Un français organisateur de rencontres internationales et scout pour un club danois, ce n’est clairement pas banal. Mais nous avons eu la chance d’échanger avec Alain Rohou qui combine ces deux activités au quotidien.

À travers cette interview, il a pu nous partager ses expériences lors de ces nombreux voyages et matchs organisés comme pour la 1re victoire officielle du Kosovo ou des improbables rencontres entre l’Irak et l’Ouganda ou encore de l’Estonie contre Saint Kitts et Nevis. Mais également son expérience récente en tant que scout au sein du club de D1 Danoise, l’Odense BK, où il scrute les championnats français et belges des divisions inférieures.

Bonjour Alain Rohou, tout d’abord pouvez-vous nous parler de votre parcours ? Vous avez toujours été dans le monde du football ?

Disons que j’ai toujours été fan de foot ! J’ai commencé à fréquenter les stades en tant que supporter à mes 9 ans à Guingamp à Roudourou lors de la saison 95/96. La passion part de là. Un soir de juillet 1995 (Guingamp vs Martigues).

J’ai toujours voulu travailler dans ce milieu. Seulement mon piètre niveau technique ne me laissait aucune chance sur le terrain, il fallait donc trouver une autre voie pour intégrer ce microcosme. C’est par les études et notamment une fois mon diplôme en droit du Sport (obtenu à l’université de Nice) en poche que j’ai réellement commencé à exercer. Lors de mon stage de fin d’étude j’ai intégré Sport Global Management qui organise des matchs de foot internationaux. Cela fait 10 ans maintenant.

Vous travaillez donc au sein de la société Sport Global Management, qui propose de nombreux services dans le football, quels sont tels et quel est votre rôle à vous ?

Il y a plusieurs facettes.

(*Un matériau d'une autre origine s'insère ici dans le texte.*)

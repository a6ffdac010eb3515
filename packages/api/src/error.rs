//! Errors returned by [`crate::Backend`] implementations.

use thiserror::Error;

/// A failed backend call.
///
/// The carried detail is for logs only; views reduce every variant to a fixed
/// human-readable message.
#[derive(Debug, Clone, PartialEq, Eq, Error)]
pub enum ApiError {
    #[error("request failed: {0}")]
    Transport(String),

    #[error("server responded with status {status}")]
    Status { status: u16, message: Option<String> },

    #[error("not authenticated")]
    Unauthenticated,

    #[error("unexpected response body: {0}")]
    Decode(String),
}

impl ApiError {
    /// Status code of a rejected request, if the server answered at all.
    pub fn status(&self) -> Option<u16> {
        match self {
            ApiError::Status { status, .. } => Some(*status),
            ApiError::Unauthenticated => Some(401),
            _ => None,
        }
    }
}

impl From<reqwest::Error> for ApiError {
    fn from(e: reqwest::Error) -> Self {
        if e.is_decode() {
            ApiError::Decode(e.to_string())
        } else {
            ApiError::Transport(e.to_string())
        }
    }
}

Cela va de l’activité d’agent de joueurs, mais aussi
d’entraineurs/sélectionneurs, à l’organisation de matchs internationaux qui est l’activité principale avec tout ce qui gravite autour à savoir, certes l’aspect organisationnel du match en tant que tel, mais aussi la commercialisation des droits marketing, média, le sponsoring, la production tv…

Mon rôle c’est véritablement celui d’organiser les matchs. Je recense les besoins de chaque fédérations (mais aussi des clubs) et j’essaie de faire coïncider les exigences des unes et des autres en termes de types d’adversaires souhaités, du lieu de la rencontre, tout cela en étant hyper dépendant d’un calendrier très réduit au regard du peu de fenêtres internationales. C’est de l’intermédiation.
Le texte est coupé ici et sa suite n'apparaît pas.